The expected response is a copy of every line in the entries below that includes the word "https".
----- Input data -----
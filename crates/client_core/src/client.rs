use anyhow::{anyhow, Context, Result};
use futures::{SinkExt, StreamExt};
use reqwest::{Client, Response};
use shared::{
    error::ApiError,
    protocol::{ClientMessage, Frame, ServerMessage, SetRequest},
};
use thiserror::Error;
use tokio::net::TcpStream;
use tokio_tungstenite::{connect_async, tungstenite::Message, MaybeTlsStream, WebSocketStream};
use tracing::{debug, info, warn};
use url::Url;

#[derive(Debug, Error)]
pub enum ClientError {
    #[error("controller rejected request ({status}): {message}")]
    Rejected { status: u16, message: String },
    #[error("unexpected reply from controller: {0}")]
    UnexpectedReply(String),
}

/// HTTP access to the controller's auxiliary endpoints plus the frame socket.
#[derive(Debug, Clone)]
pub struct LedClient {
    http: Client,
    base_url: Url,
}

impl LedClient {
    pub fn new(base_url: &str) -> Result<Self> {
        let base_url =
            Url::parse(base_url).with_context(|| format!("invalid controller url: {base_url}"))?;
        if !matches!(base_url.scheme(), "http" | "https") {
            return Err(anyhow!("controller url must start with http:// or https://"));
        }
        Ok(Self {
            http: Client::new(),
            base_url,
        })
    }

    pub fn base_url(&self) -> &Url {
        &self.base_url
    }

    fn endpoint(&self, path: &str) -> Result<Url> {
        self.base_url
            .join(path)
            .with_context(|| format!("failed to build url for {path}"))
    }

    pub async fn fetch_state(&self) -> Result<Frame> {
        let text = self
            .http
            .get(self.endpoint("/api/state")?)
            .send()
            .await?
            .error_for_status()?
            .text()
            .await?;
        parse_frame(&text)
    }

    pub async fn set_power(&self, on: bool) -> Result<()> {
        let value = if on { "1" } else { "0" };
        let response = self
            .http
            .post(self.endpoint("/api/power")?)
            .form(&[("on", value)])
            .send()
            .await?;
        expect_ok(response).await
    }

    pub async fn set_brightness(&self, level: u8) -> Result<()> {
        let response = self
            .http
            .post(self.endpoint("/api/brightness")?)
            .form(&[("b", level.to_string())])
            .send()
            .await?;
        expect_ok(response).await
    }

    pub fn ws_url(&self) -> Result<Url> {
        let mut url = self.endpoint("/ws")?;
        let scheme = if url.scheme() == "https" { "wss" } else { "ws" };
        url.set_scheme(scheme)
            .map_err(|()| anyhow!("cannot switch {url} to {scheme}"))?;
        Ok(url)
    }

    pub async fn connect(&self) -> Result<FrameStream> {
        let url = self.ws_url()?;
        let (socket, _) = connect_async(url.as_str())
            .await
            .with_context(|| format!("failed to connect websocket: {url}"))?;
        info!(%url, "frame stream connected");
        Ok(FrameStream { socket })
    }
}

async fn expect_ok(response: Response) -> Result<()> {
    let status = response.status();
    if status.is_success() {
        return Ok(());
    }
    let body = response.text().await.unwrap_or_default();
    let message = serde_json::from_str::<ApiError>(&body)
        .map(|error| error.message)
        .unwrap_or(body);
    Err(ClientError::Rejected {
        status: status.as_u16(),
        message,
    }
    .into())
}

pub fn parse_frame(text: &str) -> Result<Frame> {
    match serde_json::from_str::<ServerMessage>(text) {
        Ok(ServerMessage::Frame(frame)) => Ok(frame),
        Err(err) => Err(ClientError::UnexpectedReply(err.to_string()).into()),
    }
}

/// Live frame feed from `/ws`.
pub struct FrameStream {
    socket: WebSocketStream<MaybeTlsStream<TcpStream>>,
}

impl FrameStream {
    /// Next frame, or `None` once the controller closes the socket. Payloads
    /// that are not frames are skipped.
    pub async fn next_frame(&mut self) -> Result<Option<Frame>> {
        while let Some(message) = self.socket.next().await {
            match message.context("frame stream failed")? {
                Message::Text(text) => match parse_frame(&text) {
                    Ok(frame) => return Ok(Some(frame)),
                    Err(err) => warn!("skipping unreadable frame: {err}"),
                },
                Message::Close(_) => break,
                other => debug!(?other, "ignoring non-text message"),
            }
        }
        Ok(None)
    }

    pub async fn send_set(&mut self, request: SetRequest) -> Result<()> {
        let text = serde_json::to_string(&ClientMessage::Set(request))?;
        self.socket
            .send(Message::Text(text))
            .await
            .context("failed to send set command")
    }

    pub async fn close(mut self) -> Result<()> {
        self.socket
            .close(None)
            .await
            .context("failed to close frame stream")
    }
}

#[cfg(test)]
#[path = "tests/client_tests.rs"]
mod tests;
-----
Response to this task:
        if !matches!(base_url.scheme(), "http" | "https") {
            return Err(anyhow!("controller url must start with http:// or https://"));
        let scheme = if url.scheme() == "https" { "wss" } else { "ws" };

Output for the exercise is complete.